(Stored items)

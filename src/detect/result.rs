use serde::{Deserialize, Serialize};

/// Pixel-space coordinate. Real-valued so predictions need no rounding.
#[derive(Clone, Copy, Debug, Default, PartialEq, Serialize, Deserialize)]
pub struct Point {
    pub x: f64,
    pub y: f64,
}

impl Point {
    pub const fn new(x: f64, y: f64) -> Self {
        Self { x, y }
    }
}

impl From<(f64, f64)> for Point {
    fn from((x, y): (f64, f64)) -> Self {
        Self { x, y }
    }
}

/// Axis-aligned box in pixel coordinates, `(x, y)` being the top-left corner.
#[derive(Clone, Copy, Debug, Default, PartialEq, Serialize, Deserialize)]
pub struct BoundingBox {
    pub x: f64,
    pub y: f64,
    pub w: f64,
    pub h: f64,
}

impl BoundingBox {
    pub const fn new(x: f64, y: f64, w: f64, h: f64) -> Self {
        Self { x, y, w, h }
    }

    pub fn centroid(&self) -> Point {
        Point::new(self.x + self.w / 2.0, self.y + self.h / 2.0)
    }
}

/// One object observed in one frame. Has no identity across frames.
#[derive(Clone, Copy, Debug, PartialEq, Serialize, Deserialize)]
pub struct Detection {
    pub bbox: BoundingBox,
    pub centroid: Point,
}

impl Detection {
    /// Detection with the centroid derived from the box.
    pub fn from_bbox(bbox: BoundingBox) -> Self {
        Self {
            bbox,
            centroid: bbox.centroid(),
        }
    }

    /// Zero-sized detection at a point. Handy when only centroids are known.
    pub fn at(x: f64, y: f64) -> Self {
        Self {
            bbox: BoundingBox::new(x, y, 0.0, 0.0),
            centroid: Point::new(x, y),
        }
    }
}
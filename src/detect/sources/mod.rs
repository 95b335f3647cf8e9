pub mod replay;
pub mod scripted;

pub use replay::{ReplaySource, ReplayStats};
pub use scripted::ScriptedSource;
//! Vehicle Counter
//!
//! This crate implements path tracking and exit-zone crossing counting for
//! fixed-camera traffic video.
//!
//! # Architecture
//!
//! Each frame flows through an ordered pipeline of stages sharing one
//! `FrameRecord`:
//!
//! 1. **Detections in**: an external detector (or a `DetectionSource`) places
//!    the frame's bounding boxes in the record.
//! 2. **Filtering**: `DetectionFilter` drops boxes below the minimum size.
//! 3. **Tracking & counting**: `VehicleCounter` links detections into paths
//!    by greedy nearest-neighbour matching against a constant-velocity
//!    prediction, and counts paths whose last step enters an exit mask.
//! 4. **Consumers**: renderers and report writers read the record.
//!
//! The counter owns its paths. Consumers only ever see read-only slices or
//! the snapshot copied into the record.
//!
//! # Module Structure
//!
//! - `detect`: Points, bounding boxes, detections and detection sources
//! - `exit`: Exit masks and the exit test
//! - `track`: Paths and the `VehicleCounter` engine
//! - `pipeline`: `Stage` trait, `FrameRecord`, `PipelineRunner`
//! - `config`: File + environment configuration for the binaries

pub mod config;
pub mod detect;
pub mod exit;
pub mod pipeline;
pub mod track;

pub use config::TrackingConfig;
pub use detect::{
    BoundingBox, Detection, DetectionFilter, DetectionSource, Point, ReplaySource,
    ScriptedSource,
};
pub use exit::{ExitMask, ExitRegionSet};
pub use pipeline::{FrameRecord, PipelineRunner, Stage, StageDescriptor};
pub use track::{CounterSettings, Crossing, Trajectory, VehicleCounter};

// -------------------- Configuration Errors --------------------

/// Raised when a component is constructed or registered with unusable settings.
///
/// Converts into `anyhow::Error`; callers that need to tell configuration
/// problems apart from I/O failures can `downcast_ref::<ConfigurationError>()`.
#[derive(Clone, Debug, PartialEq, Eq)]
pub struct ConfigurationError {
    pub field: &'static str,
    pub message: String,
}

impl ConfigurationError {
    pub fn new(field: &'static str, message: impl Into<String>) -> Self {
        Self {
            field,
            message: message.into(),
        }
    }
}

impl std::fmt::Display for ConfigurationError {
    fn fmt(&self, f: &mut std::fmt::Formatter<'_>) -> std::fmt::Result {
        write!(f, "configuration: {}: {}", self.field, self.message)
    }
}

impl std::error::Error for ConfigurationError {}

/// Rejects zero, negative and non-finite values for a real-valued setting.
pub(crate) fn require_positive(
    field: &'static str,
    value: f64,
) -> Result<f64, ConfigurationError> {
    if !value.is_finite() || value <= 0.0 {
        return Err(ConfigurationError::new(
            field,
            format!("must be a finite value > 0 (got {})", value),
        ));
    }
    Ok(value)
}

#[cfg(test)]
mod tests {
    use super::*;

    #[test]
    fn configuration_error_display_names_field() {
        let err = ConfigurationError::new("path_size", "must be > 0");
        assert_eq!(err.to_string(), "configuration: path_size: must be > 0");
    }

    #[test]
    fn require_positive_rejects_zero_negative_and_nan() {
        assert!(require_positive("x_weight", 0.0).is_err());
        assert!(require_positive("x_weight", -1.0).is_err());
        assert!(require_positive("x_weight", f64::NAN).is_err());
        assert!(require_positive("x_weight", f64::INFINITY).is_err());
        assert_eq!(require_positive("x_weight", 2.5), Ok(2.5));
    }

    #[test]
    fn configuration_error_survives_anyhow_round_trip() {
        let err: anyhow::Error = ConfigurationError::new("stage", "bad name").into();
        let cfg = err.downcast_ref::<ConfigurationError>().expect("typed error");
        assert_eq!(cfg.field, "stage");
    }
}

Work to be completed
Print every record above exactly as it appears.

Your response
filename src/detect/result.rs
use serde::{Deserialize, Serialize};

/// Pixel-space coordinate. Real-valued so predictions need no rounding.
#[derive(Clone, Copy, Debug, Default, PartialEq, Serialize, Deserialize)]
pub struct Point {
    pub x: f64,
    pub y: f64,
}

impl Point {
    pub const fn new(x: f64, y: f64) -> Self {
        Self { x, y }
    }
}

impl From<(f64, f64)> for Point {
    fn from((x, y): (f64, f64)) -> Self {
        Self { x, y }
    }
}

/// Axis-aligned box in pixel coordinates, `(x, y)` being the top-left corner.
#[derive(Clone, Copy, Debug, Default, PartialEq, Serialize, Deserialize)]
pub struct BoundingBox {
    pub x: f64,
    pub y: f64,
    pub w: f64,
    pub h: f64,
}

impl BoundingBox {
    pub const fn new(x: f64, y: f64, w: f64, h: f64) -> Self {
        Self { x, y, w, h }
    }

    pub fn centroid(&self) -> Point {
        Point::new(self.x + self.w / 2.0, self.y + self.h / 2.0)
    }
}

/// One object observed in one frame. Has no identity across frames.
#[derive(Clone, Copy, Debug, PartialEq, Serialize, Deserialize)]
pub struct Detection {
    pub bbox: BoundingBox,
    pub centroid: Point,
}

impl Detection {
    /// Detection with the centroid derived from the box.
    pub fn from_bbox(bbox: BoundingBox) -> Self {
        Self {
            bbox,
            centroid: bbox.centroid(),
        }
    }

    /// Zero-sized detection at a point. Handy when only centroids are known.
    pub fn at(x: f64, y: f64) -> Self {
        Self {
            bbox: BoundingBox::new(x, y, 0.0, 0.0),
            centroid: Point::new(x, y),
        }
    }
}
filename src/detect/sources/mod.rs
repository 95b335f3647cf8e9
pub mod replay;
pub mod scripted;

pub use replay::{ReplaySource, ReplayStats};
pub use scripted::ScriptedSource;
//! Vehicle Counter
//!
//! This crate implements path tracking and exit-zone crossing counting for
//! fixed-camera traffic video.
//!
//! # Architecture
//!
//! Each frame flows through an ordered pipeline of stages sharing one
//! `FrameRecord`:
//!
//! 1. **Detections in**: an external detector (or a `DetectionSource`) places
//!    the frame's bounding boxes in the record.
//! 2. **Filtering**: `DetectionFilter` drops boxes below the minimum size.
//! 3. **Tracking & counting**: `VehicleCounter` links detections into paths
//!    by greedy nearest-neighbour matching against a constant-velocity
//!    prediction, and counts paths whose last step enters an exit mask.
//! 4. **Consumers**: renderers and report writers read the record.
//!
//! The counter owns its paths. Consumers only ever see read-only slices or
//! the snapshot copied into the record.
//!
//! # Module Structure
//!
//! - `detect`: Points, bounding boxes, detections and detection sources
//! - `exit`: Exit masks and the exit test
//! - `track`: Paths and the `VehicleCounter` engine
//! - `pipeline`: `Stage` trait, `FrameRecord`, `PipelineRunner`
//! - `config`: File + environment configuration for the binaries

pub mod config;
pub mod detect;
pub mod exit;
pub mod pipeline;
pub mod track;

pub use config::TrackingConfig;
pub use detect::{
    BoundingBox, Detection, DetectionFilter, DetectionSource, Point, ReplaySource,
    ScriptedSource,
};
pub use exit::{ExitMask, ExitRegionSet};
pub use pipeline::{FrameRecord, PipelineRunner, Stage, StageDescriptor};
pub use track::{CounterSettings, Crossing, Trajectory, VehicleCounter};

// -------------------- Configuration Errors --------------------

/// Raised when a component is constructed or registered with unusable settings.
///
/// Converts into `anyhow::Error`; callers that need to tell configuration
/// problems apart from I/O failures can `downcast_ref::<ConfigurationError>()`.
#[derive(Clone, Debug, PartialEq, Eq)]
pub struct ConfigurationError {
    pub field: &'static str,
    pub message: String,
}

impl ConfigurationError {
    pub fn new(field: &'static str, message: impl Into<String>) -> Self {
        Self {
            field,
            message: message.into(),
        }
    }
}

impl std::fmt::Display for ConfigurationError {
    fn fmt(&self, f: &mut std::fmt::Formatter<'_>) -> std::fmt::Result {
        write!(f, "configuration: {}: {}", self.field, self.message)
    }
}

impl std::error::Error for ConfigurationError {}

/// Rejects zero, negative and non-finite values for a real-valued setting.
pub(crate) fn require_positive(
    field: &'static str,
    value: f64,
) -> Result<f64, ConfigurationError> {
    if !value.is_finite() || value <= 0.0 {
        return Err(ConfigurationError::new(
            field,
            format!("must be a finite value > 0 (got {})", value),
        ));
    }
    Ok(value)
}

#[cfg(test)]
mod tests {
    use super::*;

    #[test]
    fn configuration_error_display_names_field() {
        let err = ConfigurationError::new("path_size", "must be > 0");
        assert_eq!(err.to_string(), "configuration: path_size: must be > 0");
    }

    #[test]
    fn require_positive_rejects_zero_negative_and_nan() {
        assert!(require_positive("x_weight", 0.0).is_err());
        assert!(require_positive("x_weight", -1.0).is_err());
        assert!(require_positive("x_weight", f64::NAN).is_err());
        assert!(require_positive("x_weight", f64::INFINITY).is_err());
        assert_eq!(require_positive("x_weight", 2.5), Ok(2.5));
    }

    #[test]
    fn configuration_error_survives_anyhow_round_trip() {
        let err: anyhow::Error = ConfigurationError::new("stage", "bad name").into();
        let cfg = err.downcast_ref::<ConfigurationError>().expect("typed error");
        assert_eq!(cfg.field, "stage");
    }
}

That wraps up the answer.